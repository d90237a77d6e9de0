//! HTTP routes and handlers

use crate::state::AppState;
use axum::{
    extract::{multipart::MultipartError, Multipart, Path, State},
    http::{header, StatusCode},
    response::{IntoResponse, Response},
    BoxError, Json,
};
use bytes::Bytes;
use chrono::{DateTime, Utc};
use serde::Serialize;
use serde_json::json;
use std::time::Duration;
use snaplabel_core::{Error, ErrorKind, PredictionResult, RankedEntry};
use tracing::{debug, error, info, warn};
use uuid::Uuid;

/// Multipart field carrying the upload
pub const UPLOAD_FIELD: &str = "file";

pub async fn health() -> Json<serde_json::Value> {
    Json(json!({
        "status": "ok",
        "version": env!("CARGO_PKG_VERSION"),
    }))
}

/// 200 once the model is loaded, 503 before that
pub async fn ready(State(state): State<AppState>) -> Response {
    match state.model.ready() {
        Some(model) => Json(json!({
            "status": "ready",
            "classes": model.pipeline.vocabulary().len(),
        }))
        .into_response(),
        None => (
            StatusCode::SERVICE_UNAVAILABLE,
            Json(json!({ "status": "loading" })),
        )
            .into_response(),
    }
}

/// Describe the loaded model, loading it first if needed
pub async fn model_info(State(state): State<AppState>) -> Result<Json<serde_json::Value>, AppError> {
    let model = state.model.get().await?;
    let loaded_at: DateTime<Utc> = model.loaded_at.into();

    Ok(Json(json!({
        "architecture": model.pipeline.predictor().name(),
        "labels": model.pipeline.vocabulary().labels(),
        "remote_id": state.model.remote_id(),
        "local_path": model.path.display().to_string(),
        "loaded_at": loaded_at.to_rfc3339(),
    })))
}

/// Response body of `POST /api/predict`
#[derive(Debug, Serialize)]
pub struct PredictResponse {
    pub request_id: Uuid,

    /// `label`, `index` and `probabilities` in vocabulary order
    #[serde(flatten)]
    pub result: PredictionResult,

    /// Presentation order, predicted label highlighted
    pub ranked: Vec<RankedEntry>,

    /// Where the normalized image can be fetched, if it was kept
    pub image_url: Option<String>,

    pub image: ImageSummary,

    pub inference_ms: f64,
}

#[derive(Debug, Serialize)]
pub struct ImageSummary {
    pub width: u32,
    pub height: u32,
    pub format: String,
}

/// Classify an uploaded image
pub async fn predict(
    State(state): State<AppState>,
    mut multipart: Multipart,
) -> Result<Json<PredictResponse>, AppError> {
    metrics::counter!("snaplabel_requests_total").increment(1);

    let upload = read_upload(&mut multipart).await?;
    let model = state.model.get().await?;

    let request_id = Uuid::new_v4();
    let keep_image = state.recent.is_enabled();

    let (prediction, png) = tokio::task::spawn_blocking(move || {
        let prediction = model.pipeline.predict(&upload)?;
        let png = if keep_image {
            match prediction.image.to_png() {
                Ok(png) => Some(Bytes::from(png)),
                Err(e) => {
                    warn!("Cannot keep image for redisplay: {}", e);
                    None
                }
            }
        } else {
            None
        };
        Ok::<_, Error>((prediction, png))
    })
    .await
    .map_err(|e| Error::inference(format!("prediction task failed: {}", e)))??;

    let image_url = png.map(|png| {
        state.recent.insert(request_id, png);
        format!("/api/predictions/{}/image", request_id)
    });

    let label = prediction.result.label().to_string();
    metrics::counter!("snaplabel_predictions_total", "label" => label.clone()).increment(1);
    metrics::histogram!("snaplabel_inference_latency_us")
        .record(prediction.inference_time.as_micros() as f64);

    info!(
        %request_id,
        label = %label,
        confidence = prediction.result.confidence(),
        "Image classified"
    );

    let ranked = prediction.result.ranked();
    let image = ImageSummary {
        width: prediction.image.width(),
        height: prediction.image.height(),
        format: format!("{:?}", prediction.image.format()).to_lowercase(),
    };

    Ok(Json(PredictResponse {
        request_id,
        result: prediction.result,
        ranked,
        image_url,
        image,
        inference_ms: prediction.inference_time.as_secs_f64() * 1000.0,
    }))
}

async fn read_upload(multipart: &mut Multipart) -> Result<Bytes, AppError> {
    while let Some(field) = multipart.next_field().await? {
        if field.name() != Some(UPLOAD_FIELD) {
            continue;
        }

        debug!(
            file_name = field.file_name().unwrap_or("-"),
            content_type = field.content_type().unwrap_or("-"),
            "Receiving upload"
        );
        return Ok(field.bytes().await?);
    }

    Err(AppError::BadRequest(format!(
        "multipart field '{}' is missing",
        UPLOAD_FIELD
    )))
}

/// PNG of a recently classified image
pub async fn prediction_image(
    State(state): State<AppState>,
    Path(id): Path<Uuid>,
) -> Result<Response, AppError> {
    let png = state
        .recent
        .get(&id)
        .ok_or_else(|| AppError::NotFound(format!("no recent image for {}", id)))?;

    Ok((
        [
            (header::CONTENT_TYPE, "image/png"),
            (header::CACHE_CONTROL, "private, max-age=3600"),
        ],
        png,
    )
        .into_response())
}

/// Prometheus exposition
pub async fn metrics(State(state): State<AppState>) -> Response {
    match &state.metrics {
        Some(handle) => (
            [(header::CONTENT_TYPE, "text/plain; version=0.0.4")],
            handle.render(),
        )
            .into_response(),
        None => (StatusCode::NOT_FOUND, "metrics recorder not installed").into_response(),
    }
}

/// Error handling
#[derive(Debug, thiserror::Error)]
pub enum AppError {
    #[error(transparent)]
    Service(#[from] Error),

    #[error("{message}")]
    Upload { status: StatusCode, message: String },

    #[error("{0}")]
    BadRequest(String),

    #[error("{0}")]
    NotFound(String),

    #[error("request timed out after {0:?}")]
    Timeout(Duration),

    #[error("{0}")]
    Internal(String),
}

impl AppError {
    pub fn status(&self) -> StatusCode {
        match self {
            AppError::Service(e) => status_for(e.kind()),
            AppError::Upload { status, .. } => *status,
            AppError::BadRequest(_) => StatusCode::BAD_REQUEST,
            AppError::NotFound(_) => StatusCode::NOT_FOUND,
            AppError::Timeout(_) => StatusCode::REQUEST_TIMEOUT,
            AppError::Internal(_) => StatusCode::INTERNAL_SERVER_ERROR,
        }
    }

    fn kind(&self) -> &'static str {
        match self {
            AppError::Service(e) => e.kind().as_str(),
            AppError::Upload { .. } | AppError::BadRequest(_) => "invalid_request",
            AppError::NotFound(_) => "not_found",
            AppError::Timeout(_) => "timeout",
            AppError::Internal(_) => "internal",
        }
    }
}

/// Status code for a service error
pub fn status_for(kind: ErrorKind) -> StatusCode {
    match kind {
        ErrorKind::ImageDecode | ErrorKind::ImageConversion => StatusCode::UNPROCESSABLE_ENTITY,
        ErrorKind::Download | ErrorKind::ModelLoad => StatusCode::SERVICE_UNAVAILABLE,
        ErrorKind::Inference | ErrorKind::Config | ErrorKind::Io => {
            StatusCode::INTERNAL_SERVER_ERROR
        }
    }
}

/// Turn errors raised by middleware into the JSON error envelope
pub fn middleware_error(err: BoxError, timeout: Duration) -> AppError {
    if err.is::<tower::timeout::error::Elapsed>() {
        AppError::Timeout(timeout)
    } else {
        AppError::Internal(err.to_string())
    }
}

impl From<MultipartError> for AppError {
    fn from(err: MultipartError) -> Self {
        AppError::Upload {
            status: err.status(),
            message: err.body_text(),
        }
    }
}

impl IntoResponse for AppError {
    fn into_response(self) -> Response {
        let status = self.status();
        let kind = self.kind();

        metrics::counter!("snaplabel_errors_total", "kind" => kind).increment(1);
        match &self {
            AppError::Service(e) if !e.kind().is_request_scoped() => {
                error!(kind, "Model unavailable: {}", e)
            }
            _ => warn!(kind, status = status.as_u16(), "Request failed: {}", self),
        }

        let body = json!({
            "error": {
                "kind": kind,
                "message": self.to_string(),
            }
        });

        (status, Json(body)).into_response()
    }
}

---

DESCRIPTION OF THE TASK:
Check each line of the entries above, and show every one holding the word "Duration".

FINAL ANSWER:
use std::time::Duration;
    Timeout(Duration),
pub fn middleware_error(err: BoxError, timeout: Duration) -> AppError {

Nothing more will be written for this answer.